Rien ne doit être négligé pour tenter de reconnaître les signes avant-coureurs d’une souffrance secrète, qui peut devenir trop intolérable et déboucher sur un suicide, considéré comme seul échappatoire.

« Le suicide est un acte qui découle d’une histoire de vie plutôt qu’une maladie », précise Konrad Michel, psychiatre. Il est souvent lié à l’image décevante qu’on a de soi, au sentiment d’avoir perdu son unité intérieure, de se sentir comme un être « dissocié ».
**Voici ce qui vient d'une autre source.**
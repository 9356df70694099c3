//! Chat API methods.

use crate::domain::error::{ApiError, ApiResult};
use crate::domain::methods::ApiSurface;
use crate::domain::options::{
    AdvertiseCommandsOptions, AttachOptions, ClearCommandsOptions, EditOptions, GetOptions,
    JoinOptions, LeaveOptions, ListCommandsOptions, ListConvsOnNameOptions, ListMembersOptions,
    ListOptions, ReactionOptions, ReadOptions, SendOptions,
};
use crate::domain::types::{
    ChatList, Conversation, EmptyResult, ListCommandsResult, MembersDetails, MembersType,
    SendResult, Thread, TopicType,
};
use crate::ports::outbound::{CommandAdvertisement, InboxQuery, OutgoingText, ThreadQuery, Upload};
use crate::rpc::messages::format_messages;
use crate::rpc::resolve::{find_conversation, find_or_create_conversation, parse_conversation_id};
use crate::rpc::{CallContext, Registry};
use tracing::{debug, instrument};

/// Method table of the chat surface
pub fn routes() -> Registry {
    Registry::new(ApiSurface::Chat)
        .route("list", list)
        .route("read", read)
        .route("get", get)
        .route("send", send)
        .route("edit", edit)
        .route("reaction", reaction)
        .route("attach", attach)
        .route("listconvsonname", list_convs_on_name)
        .route("join", join)
        .route("leave", leave)
        .route("advertisecommands", advertise_commands)
        .route("clearcommands", clear_commands)
        .route("listcommands", list_commands)
        .route("listmembers", list_members)
}

/// list - inbox summary
#[instrument(skip(ctx))]
async fn list(ctx: CallContext, opts: ListOptions) -> ApiResult<ChatList> {
    let conversation_id = if opts.conversation_id.is_empty() {
        None
    } else {
        Some(parse_conversation_id(&opts.conversation_id)?)
    };
    let query = InboxQuery {
        topic_type: TopicType::parse_or_default(&opts.topic_type).unwrap_or_default(),
        unread_only: opts.unread_only,
        conversation_id,
    };
    let inbox = ctx.track(ctx.session.chat.get_inbox(&query).await)?;
    if opts.fail_offline && inbox.offline {
        return Err(ApiError::offline());
    }
    debug!(count = inbox.conversations.len(), offline = inbox.offline, "Inbox loaded");
    Ok(ChatList {
        conversations: inbox.conversations.into_iter().map(|c| c.summary).collect(),
        offline: inbox.offline,
    })
}

/// read - newest-first thread of one conversation
#[instrument(skip(ctx))]
async fn read(ctx: CallContext, opts: ReadOptions) -> ApiResult<Thread> {
    let conv = find_conversation(&ctx, &opts.address).await?;
    let query = ThreadQuery {
        pagination: opts.pagination.clone(),
        mark_as_read: !opts.peek,
    };
    let page = ctx.track(ctx.session.chat.get_thread(conv.id(), &query).await)?;
    if opts.fail_offline && page.offline {
        return Err(ApiError::offline());
    }
    let messages = format_messages(
        &page.messages,
        &conv,
        ctx.session.username(),
        opts.unread_only,
        ctx.session.clock.now_ms(),
    )?;
    Ok(Thread {
        messages,
        pagination: page.pagination,
        offline: page.offline,
    })
}

/// get - specific messages by id
#[instrument(skip(ctx))]
async fn get(ctx: CallContext, opts: GetOptions) -> ApiResult<Thread> {
    let conv = find_conversation(&ctx, &opts.address).await?;
    let page = ctx.track(
        ctx.session
            .chat
            .get_messages(conv.id(), &opts.message_ids, !opts.peek)
            .await,
    )?;
    if opts.fail_offline && page.offline {
        return Err(ApiError::offline());
    }
    // Fetched messages are reported against an unset read marker
    let unmarked = Conversation {
        read_msg_id: 0,
        ..conv
    };
    let messages = format_messages(
        &page.messages,
        &unmarked,
        ctx.session.username(),
        false,
        ctx.session.clock.now_ms(),
    )?;
    Ok(Thread {
        messages,
        pagination: None,
        offline: page.offline,
    })
}

/// send - post a text message, creating the conversation if needed
#[instrument(skip(ctx, opts), fields(nonblock = opts.nonblock))]
async fn send(ctx: CallContext, opts: SendOptions) -> ApiResult<SendResult> {
    let conv = find_or_create_conversation(&ctx, &opts.target()).await?;
    let msg = OutgoingText {
        body: opts.message.body,
        nonblock: opts.nonblock,
        exploding_lifetime: opts.exploding_lifetime,
        reply_to: opts.reply_to,
    };
    let posted = ctx.track(ctx.session.chat.post_text(conv.id(), &msg).await)?;
    Ok(SendResult {
        message: "message sent".to_string(),
        id: posted.message_id,
    })
}

/// edit - replace the body of an earlier message
#[instrument(skip(ctx, opts), fields(message_id = opts.message_id))]
async fn edit(ctx: CallContext, opts: EditOptions) -> ApiResult<SendResult> {
    let conv = find_conversation(&ctx, &opts.address).await?;
    let posted = ctx.track(
        ctx.session
            .chat
            .edit_message(conv.id(), opts.message_id, &opts.message.body)
            .await,
    )?;
    Ok(SendResult {
        message: "message edited".to_string(),
        id: posted.message_id,
    })
}

/// reaction - react to an earlier message
#[instrument(skip(ctx, opts), fields(message_id = opts.message_id))]
async fn reaction(ctx: CallContext, opts: ReactionOptions) -> ApiResult<SendResult> {
    let conv = find_conversation(&ctx, &opts.address).await?;
    let posted = ctx.track(
        ctx.session
            .chat
            .post_reaction(conv.id(), opts.message_id, &opts.message.body)
            .await,
    )?;
    Ok(SendResult {
        message: "message reacted to".to_string(),
        id: posted.message_id,
    })
}

/// attach - hand a local file to the backend upload operation
#[instrument(skip(ctx, opts), fields(filename = %opts.filename))]
async fn attach(ctx: CallContext, opts: AttachOptions) -> ApiResult<SendResult> {
    let conv = find_conversation(&ctx, &opts.address).await?;
    let upload = Upload {
        filename: opts.filename,
        title: opts.title,
        preview: opts.preview,
        exploding_lifetime: opts.exploding_lifetime,
    };
    let posted = ctx.track(ctx.session.chat.upload_attachment(conv.id(), &upload).await)?;
    Ok(SendResult {
        message: "attachment sent".to_string(),
        id: posted.message_id,
    })
}

/// listconvsonname - every conversation on a team or TLF name
#[instrument(skip(ctx))]
async fn list_convs_on_name(ctx: CallContext, opts: ListConvsOnNameOptions) -> ApiResult<ChatList> {
    let members = MembersType::parse_or_default(&opts.members_type).unwrap_or_default();
    let topic = TopicType::parse_or_default(&opts.topic_type).unwrap_or_default();
    let convs = ctx.track(
        ctx.session
            .chat
            .get_tlf_conversations(&opts.name, members, topic)
            .await,
    )?;
    Ok(ChatList {
        conversations: convs.into_iter().map(|c| c.summary).collect(),
        offline: false,
    })
}

#[instrument(skip(ctx))]
async fn join(ctx: CallContext, opts: JoinOptions) -> ApiResult<EmptyResult> {
    let conv = find_conversation(&ctx, &opts.address).await?;
    ctx.track(ctx.session.chat.join_conversation(conv.id()).await)?;
    Ok(EmptyResult {})
}

#[instrument(skip(ctx))]
async fn leave(ctx: CallContext, opts: LeaveOptions) -> ApiResult<EmptyResult> {
    let conv = find_conversation(&ctx, &opts.address).await?;
    ctx.track(ctx.session.chat.leave_conversation(conv.id()).await)?;
    Ok(EmptyResult {})
}

/// advertisecommands - publish bot commands for the session user (or alias)
#[instrument(skip(ctx, opts), fields(count = opts.advertisements.len()))]
async fn advertise_commands(
    ctx: CallContext,
    opts: AdvertiseCommandsOptions,
) -> ApiResult<EmptyResult> {
    let mut ads = Vec::with_capacity(opts.advertisements.len());
    for ad in opts.advertisements {
        let kind = ad.check().map_err(ApiError::server_error)?;
        let conv_id = if ad.conv_id.is_empty() {
            None
        } else {
            Some(parse_conversation_id(&ad.conv_id)?)
        };
        ads.push(CommandAdvertisement {
            kind,
            commands: ad.commands,
            team_name: (!ad.team_name.is_empty()).then_some(ad.team_name),
            conv_id,
        });
    }
    let alias = (!opts.alias.is_empty()).then_some(opts.alias.as_str());
    ctx.track(ctx.session.chat.advertise_commands(alias, &ads).await)?;
    Ok(EmptyResult {})
}

/// clearcommands - the result is intentionally empty
#[instrument(skip(ctx, _opts))]
async fn clear_commands(ctx: CallContext, _opts: ClearCommandsOptions) -> ApiResult<()> {
    ctx.track(ctx.session.chat.clear_commands().await)
}

#[instrument(skip(ctx))]
async fn list_commands(ctx: CallContext, opts: ListCommandsOptions) -> ApiResult<ListCommandsResult> {
    let conv = find_conversation(&ctx, &opts.address).await?;
    let commands = ctx.track(ctx.session.chat.list_commands(conv.id()).await)?;
    Ok(ListCommandsResult { commands })
}

#[instrument(skip(ctx))]
async fn list_members(ctx: CallContext, opts: ListMembersOptions) -> ApiResult<MembersDetails> {
    let conv = find_conversation(&ctx, &opts.address).await?;
    ctx.track(ctx.session.chat.list_members(conv.id()).await)
}
//! Team API methods.

use crate::domain::error::ApiResult;
use crate::domain::methods::ApiSurface;
use crate::domain::options::{ListSelfOptions, ListTeamOptions, ListUserOptions};
use crate::domain::types::{TeamDetails, TeamList};
use crate::rpc::{CallContext, Registry};
use tracing::instrument;

/// Method table of the team surface
pub fn routes() -> Registry {
    Registry::new(ApiSurface::Team)
        .route("list-team-memberships", list_team_memberships)
        .route("list-user-memberships", list_user_memberships)
        .route("list-self-memberships", list_self_memberships)
}

#[instrument(skip(ctx))]
async fn list_team_memberships(ctx: CallContext, opts: ListTeamOptions) -> ApiResult<TeamDetails> {
    ctx.track(ctx.session.team.team_get(&opts.team, opts.force_poll).await)
}

#[instrument(skip(ctx))]
async fn list_user_memberships(ctx: CallContext, opts: ListUserOptions) -> ApiResult<TeamList> {
    ctx.track(
        ctx.session
            .team
            .team_list_for_user(&opts.username, opts.include_implicit_teams)
            .await,
    )
}

#[instrument(skip(ctx))]
async fn list_self_memberships(ctx: CallContext, opts: ListSelfOptions) -> ApiResult<TeamList> {
    let username = ctx.session.username().to_string();
    ctx.track(
        ctx.session
            .team
            .team_list_for_user(&username, opts.include_implicit_teams)
            .await,
    )
}

#[cfg(test)]
mod tests {
    use super::*;
    use crate::domain::envelope::Call;
    use crate::domain::error::{codes, GatewayError};
    use crate::domain::types::{ChatChannel, TeamRole};
    use crate::rpc::test_support::{call, session};
    use serde_json::json;

    #[tokio::test]
    async fn test_list_team_memberships() {
        let (backend, session) = session();
        backend.add_team("acme", &[("alice", TeamRole::Admin), ("bob", TeamRole::Writer)], true);

        let reply = routes()
            .dispatch(&session, &call("list-team-memberships", json!({"team": "acme"})))
            .await
            .unwrap();
        let result = reply.result.unwrap();
        assert_eq!(result["name"], "acme");
        assert_eq!(result["members"]["admins"][0]["username"], "alice");
        assert_eq!(result["members"]["writers"][0]["username"], "bob");
        assert_eq!(result["open"], true);

        let reply = routes()
            .dispatch(&session, &call("list-team-memberships", json!({"team": "nope"})))
            .await
            .unwrap();
        assert_eq!(reply.error.unwrap().code, codes::RESOURCE_NOT_FOUND);
    }

    #[tokio::test]
    async fn test_list_user_needs_username() {
        let (backend, session) = session();
        let err = routes()
            .dispatch(&session, &Call::new("list-user-memberships", None))
            .await
            .unwrap_err();
        assert!(matches!(err, GatewayError::InvalidOptions { .. }));
        assert_eq!(backend.call_count(), 0);
    }

    #[tokio::test]
    async fn test_list_self_without_options() {
        let (backend, session) = session();
        backend.add_team("acme", &[("alice", TeamRole::Owner)], false);
        backend.add_team("globex", &[("bob", TeamRole::Owner)], false);
        backend.add_conversation(ChatChannel {
            name: "alice,carol".into(),
            ..Default::default()
        });

        let reply = routes()
            .dispatch(&session, &Call::new("list-self-memberships", None))
            .await
            .unwrap();
        let teams = reply.result.unwrap()["teams"].clone();
        assert_eq!(teams.as_array().unwrap().len(), 1);
        assert_eq!(teams[0]["fqName"], "acme");
        assert_eq!(teams[0]["role"], "owner");

        let reply = routes()
            .dispatch(
                &session,
                &call("list-self-memberships", json!({"include-implicit-teams": true})),
            )
            .await
            .unwrap();
        let teams = reply.result.unwrap()["teams"].clone();
        assert_eq!(teams.as_array().unwrap().len(), 2);
        assert_eq!(teams[1]["isImplicitTeam"], true);
    }
}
§Tisser des liensComment accéder aux jeunes en difficulté, qui refusent en général de communiquer et ne veulent pas entrer dans une thérapie ? Pour Maja Perret- Catipovic, médecin au Centre d’étude et de prévention du suicide Genève, il faut chercher à tout prix à créer ou à entretenir un lien avec le jeune par l'intermédiaire des personnes qui ont une relation avec lui. Ce qui a amené le Centre de prévention à apporter un soutien concret à ceux qui sont en contact avec lui, parent, ami, voisin. Cette aide indirecte est à son avis la plus efficace. « Nous mettons nos compétences au service de son entourage naturel, nous renforçons ses ressources afin de tisser un filet de sécurité autour du jeune, l’aider à résister aux chocs,l’amener à découvrir un sens et une cohérence à sa vie. Les jeunes qui ont fait une tentative de suicide et ont été pris en charge de façon intensive pendant un séjour hospitalier d’une quinzaine de jours, constate le Dr Maja Perret-Catipovic, acceptent par la suite plus volontiers de suivre une thérapie à long terme. La doctoresse déplore par ailleurs que les parents sous-estiment leurs capacités, persuadés de toujours faire faux. Elle les encourage à avoir plus confiance en eux et à oser ces gestes spontanés qui parfois rétablissent un contact. Et permettent d’éviter le pire.